Last night we had a conversation about parasitic bodies, groups, organisations who seek to bleed bereaved relatives dry to identify their learning (if you’re feeling generous) or maybe just for a few soundbites, ad campaigns, false reassurances (if you’re in a more cynical mood). I know that my motivations are decent, and that my heart is in the right place, but I also know that I could, if things were to go wrong (and I’m aware enough to know my comms aren’t always perfect) be experienced by families as similarly parasitic. Gah, what to do.
In an attempt to reduce this risk, and the risk that the review itself could be experienced as such, I’ve spent some time identifying available evidence to summarise for the team. I use the term evidence very broadly in this instance. It includes personal testimony as shared on social media (blogs and twitter), media coverage and stories, films and patient stories, reviews of collated experiences and I’m still on the hunt for any academic research that has looked at family experiences of NHS death investigations (please drop me a line if you know of any).

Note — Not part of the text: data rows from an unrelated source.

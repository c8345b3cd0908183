use serde::{Deserialize, Serialize};

/// Label preceding the value in labeled sensor lines.
const HUMIDITY_LABEL: &str = "Humedad:";

/// Terminator closing the value in labeled sensor lines.
const VALUE_TERMINATOR: char = '%';

/// How a humidity value is extracted from one received text chunk.
///
/// Firmware variants of the sensor module either stream the bare number or
/// a labeled line like `Humedad: 60.0%`. One policy is selected per link.
#[derive(Debug, Clone, Copy, PartialEq, Eq, Serialize, Deserialize)]
#[serde(rename_all = "kebab-case")]
pub enum ParsePolicy {
    /// The whole trimmed chunk is the value. Chunks that fail to parse
    /// yield no reading.
    BareNumber,
    /// The value sits between the `Humedad:` label and a `%` terminator.
    /// Anything malformed yields `0.0`.
    Labeled,
}

impl ParsePolicy {
    /// Extract a humidity value from one received chunk.
    /// Returns `None` when the chunk carries no reading under this policy.
    pub fn extract(&self, chunk: &str) -> Option<f32> {
        match self {
            ParsePolicy::BareNumber => parse_bare(chunk),
            ParsePolicy::Labeled => Some(parse_labeled(chunk)),
        }
    }
}

fn parse_bare(chunk: &str) -> Option<f32> {
    chunk
        .trim()
        .parse::<f32>()
        .ok()
        .filter(|value| value.is_finite())
}

fn parse_labeled(chunk: &str) -> f32 {
    let Some(start) = chunk.find(HUMIDITY_LABEL) else {
        return 0f32;
    };
    let rest = &chunk[start + HUMIDITY_LABEL.len()..];
    let Some(end) = rest.find(VALUE_TERMINATOR) else {
        return 0f32;
    };
    rest[..end]
        .trim()
        .parse::<f32>()
        .ok()
        .filter(|value| value.is_finite())
        .unwrap_or(0f32)
}
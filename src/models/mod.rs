pub mod humidity;
pub mod link_event;
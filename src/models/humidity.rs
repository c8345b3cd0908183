use std::fmt::Display;

use thiserror::Error;

/// A relative humidity reading in percent, as reported by the sensor.
///
/// The raw sensor value is carried as-is; only the derived progress value
/// is bounded to the 0-100 range the display widget accepts.
#[derive(Debug, Clone, Copy, PartialEq)]
pub struct Humidity {
    value: f32,
}

/// Represents errors in creating a `Humidity` reading.
#[derive(Error, Debug)]
pub enum HumidityError {
    /// The raw value was NaN or infinite. Such values can come out of a
    /// float parse but are never a usable reading.
    #[error("Humidity value is not a finite number.")]
    NotFinite,
}

impl Humidity {
    /// Get the underlying humidity value.
    pub fn value(&self) -> f32 {
        self.value
    }

    /// Integer progress value for a bounded 0-100 display widget.
    pub fn progress(&self) -> u8 {
        self.value.clamp(0f32, 100f32) as u8
    }
}

impl TryFrom<f32> for Humidity {
    type Error = HumidityError;

    fn try_from(value: f32) -> Result<Self, Self::Error> {
        if !value.is_finite() {
            return Err(HumidityError::NotFinite);
        }
        Ok(Self { value })
    }
}

impl Display for Humidity {
    fn fmt(&self, f: &mut std::fmt::Formatter<'_>) -> std::fmt::Result {
        write!(f, "{:.1}%", self.value)
    }
}
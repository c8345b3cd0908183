pub mod display;
pub mod notifications;
pub mod sensor_link;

What I’ve found, perhaps not surprisingly, are a number of common themes about family experience of NHS death investigations, the complaints process and the PHSO process. The personal testimony is incredibly powerful. If a trust wanted to know how to improve their practices or approach, there are a lot of pointers out there available to them. I’m just going to touch on a few in this post.
1) Families are not always listened to
This is the number one point for me. Families report not being listened to when their loved one is alive, and not being listened to when they’ve died. In an incredibly patronising way this is often reported by investigators or those writing reports or Board minutes as ‘the family did not feel listened to‘. Wahay there, stop that right now. Please. It’s so insulting.
If I’m having a conversation with you and you don’t feel listened to, it doesn’t matter if I was filing my nails, crushing candies and listening to you at the same time because I’m an amazing multi-tasker, you didn’t feel heard, ergo you weren’t listened to. The definition of listen is as follows:
Attention; take notice of; respond to advice or request; effort.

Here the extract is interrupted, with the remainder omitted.